Luis, la cinquantaine, Espagnol aux gestes retenus, apprend que sa fille Marina, étudiante en école d’art, a disparu lors d’une rave party dans le désert marocain. Il décide de partir à sa recherche, accompagné d’Esteban, son fils adolescent, qu’il connaît à peine et dont il semble s’être éloigné depuis longtemps. Ce voyage improbable, qui commence sur fond de silences gênés et de non-dits familiaux, se transforme en un périple initiatique au fil des kilomètres, des paysages et des rencontres.
Le titre « Sirat », qui évoque en arabe le « pont » étroit que traversent les âmes après la mort selon certaines traditions musulmanes, donne immédiatement la clé symbolique du film. Laxe, fidèle à son style méditatif et sensoriel, ne cherche pas tant à résoudre une énigme qu’à faire sentir ce qui se joue dans le lien ténu entre les êtres. Il filme les silences plus que les dialogues, les visages abîmés plus que les mots, les paysages comme des états d’âme mouvants. Le désert marocain devient ici un personnage à part entière, changeant, hostile, sublime, où le réel se trouble et vacille.
La caméra d’Óliver Laxe capte cette vibration particulière : celle d’un monde à la fois spirituel et désenchanté, qui oscille entre le mystique et le banal.

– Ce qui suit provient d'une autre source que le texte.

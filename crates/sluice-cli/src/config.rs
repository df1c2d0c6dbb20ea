//! Replay configuration file
//!
//! ```toml
//! [datapath]
//! rx_ring_size = 64
//!
//! [interface]
//! if_index = 7
//! max_fragments = 2
//!
//! [[rule]]
//! match = { type = "udp_dst", port = 53 }
//! action = "redirect"
//!
//! [[rule]]
//! match = { type = "all" }
//! action = "pass"
//! ```

use anyhow::{Context, Result, bail};
use serde::Deserialize;
use sluice_datapath::DatapathConfig;
use sluice_datapath::program::{Ipv4Tuple, Ipv6Tuple, PortSet, QuicFlow};
use sluice_datapath::soft::SoftInterfaceConfig;
use sluice_datapath::{RedirectTarget, Rule, RuleAction, RuleMatch, Xsk};
use std::net::{Ipv4Addr, Ipv6Addr, SocketAddrV4, SocketAddrV6};
use std::path::Path;
use std::sync::Arc;

/// Whole replay configuration
#[derive(Debug, Clone, Default, Deserialize)]
#[serde(default, deny_unknown_fields)]
pub struct ReplayConfig {
    /// Datapath policy
    pub datapath: DatapathConfig,
    /// Software interface shape
    pub interface: SoftInterfaceConfig,
    /// Rules, in evaluation order
    #[serde(rename = "rule")]
    pub rules: Vec<RuleSpec>,
}

impl ReplayConfig {
    /// Parse a configuration file
    pub fn load(path: &Path) -> Result<Self> {
        let content = std::fs::read_to_string(path)
            .with_context(|| format!("failed to read {}", path.display()))?;
        Self::parse(&content).with_context(|| format!("invalid configuration in {}", path.display()))
    }

    /// Parse configuration text
    pub fn parse(content: &str) -> Result<Self> {
        let config: ReplayConfig = toml::from_str(content)?;
        config.validate()?;
        Ok(config)
    }

    /// Check the datapath policy and that the rules are usable
    pub fn validate(&self) -> Result<()> {
        self.datapath.validate()?;
        if self.rules.is_empty() {
            bail!("at least one [[rule]] is required");
        }
        if self.interface.queue_count == 0 {
            bail!("interface.queue_count must be at least 1");
        }
        Ok(())
    }

    /// Whether any rule redirects to the replay socket
    pub fn needs_socket(&self) -> bool {
        self.rules.iter().any(|rule| rule.action == ActionSpec::Redirect)
    }

    /// Build datapath rules; `socket` receives redirected frames
    pub fn build_rules(&self, socket: Option<&Arc<Xsk>>) -> Result<Vec<Rule>> {
        self.rules
            .iter()
            .enumerate()
            .map(|(index, spec)| {
                spec.build(socket)
                    .with_context(|| format!("rule {index} is invalid"))
            })
            .collect()
    }
}

/// Action of a configured rule
#[derive(Debug, Clone, Copy, PartialEq, Eq, Deserialize)]
#[serde(rename_all = "snake_case")]
pub enum ActionSpec {
    /// Discard
    Drop,
    /// Deliver to the stack
    Pass,
    /// Bounce back out with swapped addresses
    L2fwd,
    /// Deliver to the replay socket
    Redirect,
}

/// Match predicate of a configured rule
#[derive(Debug, Clone, PartialEq, Eq, Deserialize)]
#[serde(tag = "type", rename_all = "snake_case", deny_unknown_fields)]
pub enum MatchSpec {
    /// Every frame
    All,
    /// Any UDP frame
    Udp,
    /// Any TCP frame
    Tcp,
    /// UDP destination port
    UdpDst {
        /// Port
        port: u16,
    },
    /// TCP destination port
    TcpDst {
        /// Port
        port: u16,
    },
    /// TCP destination port with SYN, FIN or RST
    TcpControlDst {
        /// Port
        port: u16,
    },
    /// IPv4 destination prefix
    Ipv4DstMask {
        /// Prefix
        address: Ipv4Addr,
        /// Mask
        mask: Ipv4Addr,
    },
    /// IPv6 destination prefix
    Ipv6DstMask {
        /// Prefix
        address: Ipv6Addr,
        /// Mask
        mask: Ipv6Addr,
    },
    /// UDP destination port in a set
    UdpPortSet {
        /// Ports
        ports: Vec<u16>,
    },
    /// IPv4 destination and UDP port in a set
    Ipv4UdpPortSet {
        /// Destination address
        address: Ipv4Addr,
        /// Ports
        ports: Vec<u16>,
    },
    /// IPv6 destination and UDP port in a set
    Ipv6UdpPortSet {
        /// Destination address
        address: Ipv6Addr,
        /// Ports
        ports: Vec<u16>,
    },
    /// IPv4 destination and TCP port in a set
    Ipv4TcpPortSet {
        /// Destination address
        address: Ipv4Addr,
        /// Ports
        ports: Vec<u16>,
    },
    /// IPv6 destination and TCP port in a set
    Ipv6TcpPortSet {
        /// Destination address
        address: Ipv6Addr,
        /// Ports
        ports: Vec<u16>,
    },
    /// Exact UDP/IPv4 flow
    Ipv4UdpTuple {
        /// Source endpoint
        source: SocketAddrV4,
        /// Destination endpoint
        destination: SocketAddrV4,
    },
    /// Exact UDP/IPv6 flow
    Ipv6UdpTuple {
        /// Source endpoint
        source: SocketAddrV6,
        /// Destination endpoint
        destination: SocketAddrV6,
    },
    /// QUIC long-header source CID over UDP
    QuicFlowSrcCid(QuicSpec),
    /// QUIC short-header destination CID over UDP
    QuicFlowDstCid(QuicSpec),
    /// QUIC long-header source CID over TCP
    TcpQuicFlowSrcCid(QuicSpec),
    /// QUIC short-header destination CID over TCP
    TcpQuicFlowDstCid(QuicSpec),
}

/// QUIC flow selector
#[derive(Debug, Clone, PartialEq, Eq, Deserialize)]
#[serde(deny_unknown_fields)]
pub struct QuicSpec {
    /// Destination port
    pub port: u16,
    /// Offset of the compared window within the CID
    #[serde(default)]
    pub cid_offset: u8,
    /// Window bytes, hex encoded
    pub cid: String,
}

impl QuicSpec {
    fn build(&self) -> Result<QuicFlow> {
        let cid = hex::decode(&self.cid).context("cid must be hex")?;
        Ok(QuicFlow::new(self.port, self.cid_offset, &cid)?)
    }
}

/// One configured rule
#[derive(Debug, Clone, PartialEq, Eq, Deserialize)]
#[serde(deny_unknown_fields)]
pub struct RuleSpec {
    /// Predicate
    #[serde(rename = "match")]
    pub matcher: MatchSpec,
    /// Action
    pub action: ActionSpec,
}

impl RuleSpec {
    fn build(&self, socket: Option<&Arc<Xsk>>) -> Result<Rule> {
        let matcher = match &self.matcher {
            MatchSpec::All => RuleMatch::All,
            MatchSpec::Udp => RuleMatch::Udp,
            MatchSpec::Tcp => RuleMatch::Tcp,
            MatchSpec::UdpDst { port } => RuleMatch::UdpDst(*port),
            MatchSpec::TcpDst { port } => RuleMatch::TcpDst(*port),
            MatchSpec::TcpControlDst { port } => RuleMatch::TcpControlDst(*port),
            MatchSpec::Ipv4DstMask { address, mask } => RuleMatch::Ipv4DstMask {
                address: *address,
                mask: *mask,
            },
            MatchSpec::Ipv6DstMask { address, mask } => RuleMatch::Ipv6DstMask {
                address: *address,
                mask: *mask,
            },
            MatchSpec::UdpPortSet { ports } => RuleMatch::UdpPortSet(port_set(ports)),
            MatchSpec::Ipv4UdpPortSet { address, ports } => RuleMatch::Ipv4UdpPortSet {
                address: *address,
                ports: port_set(ports),
            },
            MatchSpec::Ipv6UdpPortSet { address, ports } => RuleMatch::Ipv6UdpPortSet {
                address: *address,
                ports: port_set(ports),
            },
            MatchSpec::Ipv4TcpPortSet { address, ports } => RuleMatch::Ipv4TcpPortSet {
                address: *address,
                ports: port_set(ports),
            },
            MatchSpec::Ipv6TcpPortSet { address, ports } => RuleMatch::Ipv6TcpPortSet {
                address: *address,
                ports: port_set(ports),
            },
            MatchSpec::Ipv4UdpTuple {
                source,
                destination,
            } => RuleMatch::Ipv4UdpTuple(Ipv4Tuple {
                source_address: *source.ip(),
                destination_address: *destination.ip(),
                source_port: source.port(),
                destination_port: destination.port(),
            }),
            MatchSpec::Ipv6UdpTuple {
                source,
                destination,
            } => RuleMatch::Ipv6UdpTuple(Ipv6Tuple {
                source_address: *source.ip(),
                destination_address: *destination.ip(),
                source_port: source.port(),
                destination_port: destination.port(),
            }),
            MatchSpec::QuicFlowSrcCid(spec) => RuleMatch::QuicFlowSrcCid(spec.build()?),
            MatchSpec::QuicFlowDstCid(spec) => RuleMatch::QuicFlowDstCid(spec.build()?),
            MatchSpec::TcpQuicFlowSrcCid(spec) => RuleMatch::TcpQuicFlowSrcCid(spec.build()?),
            MatchSpec::TcpQuicFlowDstCid(spec) => RuleMatch::TcpQuicFlowDstCid(spec.build()?),
        };

        let action = match self.action {
            ActionSpec::Drop => RuleAction::Drop,
            ActionSpec::Pass => RuleAction::Pass,
            ActionSpec::L2fwd => RuleAction::L2Fwd,
            ActionSpec::Redirect => match socket {
                Some(socket) => RuleAction::Redirect(RedirectTarget::Xsk(socket.clone())),
                None => bail!("redirect needs the replay socket"),
            },
        };
        Ok(Rule::new(matcher, action))
    }
}

fn port_set(ports: &[u16]) -> PortSet {
    PortSet::from_ports(ports.iter().copied())
}

/// Parse a frames file: one hex frame per line, `|` separating buffers of a
/// fragmented frame. Blank lines and `#` comments are skipped.
pub fn parse_frames(content: &str) -> Result<Vec<Vec<Vec<u8>>>> {
    let mut frames = Vec::new();
    for (number, line) in content.lines().enumerate() {
        let line = line.split('#').next().unwrap_or_default().trim();
        if line.is_empty() {
            continue;
        }
        let buffers = line
            .split('|')
            .map(|part| {
                let hex: String = part.chars().filter(|c| !c.is_whitespace()).collect();
                hex::decode(&hex)
            })
            .collect::<std::result::Result<Vec<_>, _>>()
            .with_context(|| format!("line {}: invalid hex", number + 1))?;
        frames.push(buffers);
    }
    Ok(frames)
}
//! # SLUICE Datapath
//!
//! Packet classification and delivery on top of the `sluice-core` rings.
//!
//! This crate provides:
//! - Interface driver contract and an in-process software interface
//! - Ordered rule programs with first-match-wins classification
//! - RX queue pipeline with lock-free program swaps and redirect batching
//! - TX queue pipeline with in-order and out-of-order completion
//! - Zero-copy sockets (XSK) with UMEM, four shared rings and TX bounce
//!   buffers
//! - Per-interface serialized control work queues
//!
//! ```no_run
//! use sluice_datapath::{DatapathConfig, Privilege, Program, ProgramFlags, Rule, RuleAction, RuleMatch};
//! use sluice_datapath::interface::HookId;
//! use sluice_datapath::soft::{SoftInterface, SoftInterfaceConfig};
//! use sluice_datapath::state::State;
//!
//! # fn main() -> sluice_datapath::Result<()> {
//! let state = State::new(DatapathConfig::default())?;
//! let soft = SoftInterface::new(SoftInterfaceConfig::default());
//! state.register_interface(soft.clone())?;
//!
//! let _program = Program::create(
//!     &state,
//!     1,
//!     HookId::RX_INSPECT,
//!     0,
//!     ProgramFlags::empty(),
//!     vec![Rule::new(RuleMatch::UdpDst(53), RuleAction::Drop)],
//!     Privilege::User,
//! )?;
//! # Ok(())
//! # }
//! ```

#![warn(missing_docs)]
#![warn(clippy::all)]

// Configuration and errors
pub mod config;
pub mod error;
pub mod stats;

// Driver contract
pub mod interface;
pub mod soft;

// Classification
pub mod packet;
pub mod program;
mod redirect;

// Queues and sockets
pub mod rx;
pub mod state;
pub mod tx;
pub mod xsk;

// Control plumbing
mod sync;
pub mod workqueue;

pub use config::DatapathConfig;
pub use error::{DatapathError, Result};
pub use program::{
    Privilege, Program, ProgramFlags, ProgramHandle, RedirectTarget, Rule, RuleAction, RuleMatch,
};
pub use redirect::REDIRECT_BATCH_CAPACITY;
pub use rx::{RxQueue, RxQueueNotification};
pub use state::{InterfaceBinding, State};
pub use tx::TxQueue;
pub use xsk::{
    NotifyResult, UmemReg, Xsk, XskBindFlags, XskBufferAddress, XskBufferDescriptor,
    XskError, XskNotifyFlags, XskRingKind, XskState,
};
#[cfg(test)]
mod tests {
    use super::*;
    use crate::config::DatapathConfig;
    use crate::packet::PacketBuilder;
    use crate::program::{BytecodeContext, BytecodeFault, Privilege, Program, ProgramFlags};
    use crate::soft::{SoftInterface, SoftInterfaceConfig};
    use crate::state::State;
    use parking_lot::Mutex as PlMutex;
    use std::net::SocketAddrV4;

    fn setup(config: SoftInterfaceConfig) -> (Arc<State>, Arc<SoftInterface>) {
        let state = State::new(DatapathConfig::default()).unwrap();
        let soft = SoftInterface::new(config);
        state.register_interface(soft.clone()).unwrap();
        (state, soft)
    }

    fn udp(port: u16) -> Vec<u8> {
        PacketBuilder::udp_v4(
            SocketAddrV4::new([10, 0, 0, 1].into(), 4000),
            SocketAddrV4::new([10, 0, 0, 2].into(), port),
        )
        .payload(b"ping")
        .build()
    }

    #[test]
    fn test_inactive_queue_passes_frames() {
        let (_state, soft) = setup(SoftInterfaceConfig::default());
        let frame = udp(53);
        let outcome = soft.inject(0, &[&frame]).unwrap();
        assert_eq!(outcome[0].action, RxAction::Pass);
    }

    #[test]
    fn test_observer_sees_lifecycle() {
        let (state, soft) = setup(SoftInterfaceConfig::default());
        let binding = state.binding(soft.config().if_index).unwrap();
        let queue = binding.find_or_create_rx_queue(HookId::RX_INSPECT, 0).unwrap();

        let seen = Arc::new(PlMutex::new(Vec::new()));
        let sink = seen.clone();
        queue.register_notifications(Arc::new(move |_: &RxQueue, n: RxQueueNotification| {
            sink.lock().push(n)
        }));

        let handle = Program::create(
            &state,
            soft.config().if_index,
            HookId::RX_INSPECT,
            0,
            ProgramFlags::empty(),
            vec![Rule::new(RuleMatch::All, RuleAction::Drop)],
            Privilege::User,
        )
        .unwrap();
        assert!(queue.is_active());
        drop(handle);
        assert!(!queue.is_active());

        assert_eq!(
            *seen.lock(),
            vec![
                RxQueueNotification::Attach,
                RxQueueNotification::Detach,
                RxQueueNotification::DetachComplete,
            ]
        );
    }

    #[test]
    fn test_program_swap_while_active() {
        let (state, soft) = setup(SoftInterfaceConfig::default());
        let if_index = soft.config().if_index;
        let drop_all = Program::create(
            &state,
            if_index,
            HookId::RX_INSPECT,
            0,
            ProgramFlags::empty(),
            vec![Rule::new(RuleMatch::UdpDst(53), RuleAction::Drop)],
            Privilege::User,
        )
        .unwrap();
        let frame = udp(53);
        assert_eq!(soft.inject(0, &[&frame]).unwrap()[0].action, RxAction::Drop);

        let pass = Program::create(
            &state,
            if_index,
            HookId::RX_INSPECT,
            0,
            ProgramFlags::empty(),
            vec![Rule::new(RuleMatch::All, RuleAction::Pass)],
            Privilege::User,
        )
        .unwrap();
        drop(drop_all);
        assert_eq!(soft.inject(0, &[&frame]).unwrap()[0].action, RxAction::Pass);

        let queue = state.binding(if_index).unwrap().rx_queue(0).unwrap();
        assert_eq!(queue.compiled_program().len(), 1);
        assert_eq!(queue.statistics().inspect_batches, 2);
        drop(pass);
    }

    #[test]
    fn test_l2_forward_needs_tx_action() {
        let (state, soft) = setup(SoftInterfaceConfig {
            tx_action_supported: false,
            ..Default::default()
        });
        let result = Program::create(
            &state,
            soft.config().if_index,
            HookId::RX_INSPECT,
            0,
            ProgramFlags::empty(),
            vec![Rule::new(RuleMatch::All, RuleAction::L2Fwd)],
            Privilege::User,
        );
        assert!(matches!(result, Err(DatapathError::InvalidParameter(_))));
        let queue = state.binding(soft.config().if_index).unwrap().rx_queue(0).unwrap();
        assert!(!queue.is_active());
    }

    #[test]
    fn test_bytecode_program_owns_queue() {
        let (state, soft) = setup(SoftInterfaceConfig::default());
        let if_index = soft.config().if_index;
        let program: Arc<dyn BytecodeProgram> = Arc::new(
            |_: &mut BytecodeContext<'_>| -> std::result::Result<u32, BytecodeFault> { Ok(2) },
        );
        let handle = Program::create(
            &state,
            if_index,
            HookId::RX_INSPECT,
            0,
            ProgramFlags::empty(),
            vec![Rule::new(RuleMatch::All, RuleAction::Bytecode(program))],
            Privilege::Admin,
        )
        .unwrap();

        let second = Program::create(
            &state,
            if_index,
            HookId::RX_INSPECT,
            0,
            ProgramFlags::empty(),
            vec![Rule::new(RuleMatch::All, RuleAction::Pass)],
            Privilege::User,
        );
        assert!(matches!(second, Err(DatapathError::InvalidState(_))));

        let frame = udp(80);
        assert_eq!(soft.inject(0, &[&frame]).unwrap()[0].action, RxAction::Drop);
        drop(handle);
    }

    #[test]
    fn test_interface_removal_deletes_queue() {
        let (state, soft) = setup(SoftInterfaceConfig::default());
        let if_index = soft.config().if_index;
        let handle = Program::create(
            &state,
            if_index,
            HookId::RX_INSPECT,
            0,
            ProgramFlags::empty(),
            vec![Rule::new(RuleMatch::All, RuleAction::Drop)],
            Privilege::User,
        )
        .unwrap();
        let queue = state.binding(if_index).unwrap().rx_queue(0).unwrap();

        state.deregister_interface(if_index).unwrap();
        assert!(!queue.is_active());
        assert_eq!(queue.binding_count(), 0);
        assert!(matches!(
            queue.attach_program(u64::MAX, Arc::from(vec![Rule::new(RuleMatch::All, RuleAction::Pass)])),
            Err(DatapathError::DeviceRemoved(_))
        ));
        drop(handle);
    }
}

À travers Luis et Esteban, il sonde la faille générationnelle, l’incapacité à communiquer, la fatigue d’aimer et la peur de perdre. Le père, rationnel, occidental, fatigué, semble incapable de comprendre ce que Marina est venue chercher dans cette fête en plein désert. Le fils, lui, en marge de tout, est peut-être celui qui comprend intuitivement ce que ce voyage signifie. Le chemin qu’ils empruntent n’est pas linéaire : il bifurque, s’ensable, recule parfois, au gré de leurs émotions et de leurs confrontations.
Mais « Sirat » n’est pas un film bavard. Laxe préfère suggérer que démontrer. Il fait le choix de l’épure, du ralenti, de la contemplation. On pense parfois à Terrence Malick, à Nuri Bilge Ceylan ou à Apichatpong Weerasethakul, mais avec une texture propre, ancrée dans un rapport intime à la lumière, au minéral, à l’effacement. Le montage, ample et précis, laisse respirer les plans. La bande sonore, quasi hypnotique, mêle nappes électroniques, chants traditionnels et bruits naturels, dans une fusion qui évoque le trouble des frontières.
Le Maroc filmé par Laxe n’est ni carte postale ni décor, il est présence, densité, trouble. Il se donne à voir comme un espace de projections, de fantasmes et de confrontations. Loin des clichés orientalistes, le réalisateur laisse la place aux habitants, aux visages anonymes, aux figures secondaires qui viennent ponctuer le récit d’éclats d’humanité : un conducteur de taxi philosophe, un vieil homme qui garde une oasis oubliée, une femme qui parle à la lune. Autant d’apparitions qui brouillent le chemin et nourrissent la dimension quasi métaphysique du film.
Il serait tentant de réduire « Sirat » à un drame familial sur fond de quête adolescente ou de choc culturel. Mais ce serait passer à côté de sa vraie nature : une parabole sur la perte et la réconciliation, sur le fil fragile qui relie les vivants entre eux quand tout semble rompu. Marina, personnage absent et pourtant central, agit comme un catalyseur invisible. À travers elle, c’est le lien père-fils qui se rejoue, la question du deuil qui s’insinue, et plus largement celle du monde que nous laisserons à nos enfants – monde en ruine, monde à reconstruire.
Avec « Sirat », Óliver Laxe confirme qu’il est l’un des grands cinéastes du silence et de la lumière. Son cinéma exige patience, attention, lenteur – mais il offre en retour une émotion rare, profonde, durable. À Cannes, sa proposition tranche dans un paysage souvent surchargé de récits explicites. Il nous rappelle que le cinéma peut encore être un art de la suggestion, un espace de trouble, un lieu où les images portent plus loin que les mots.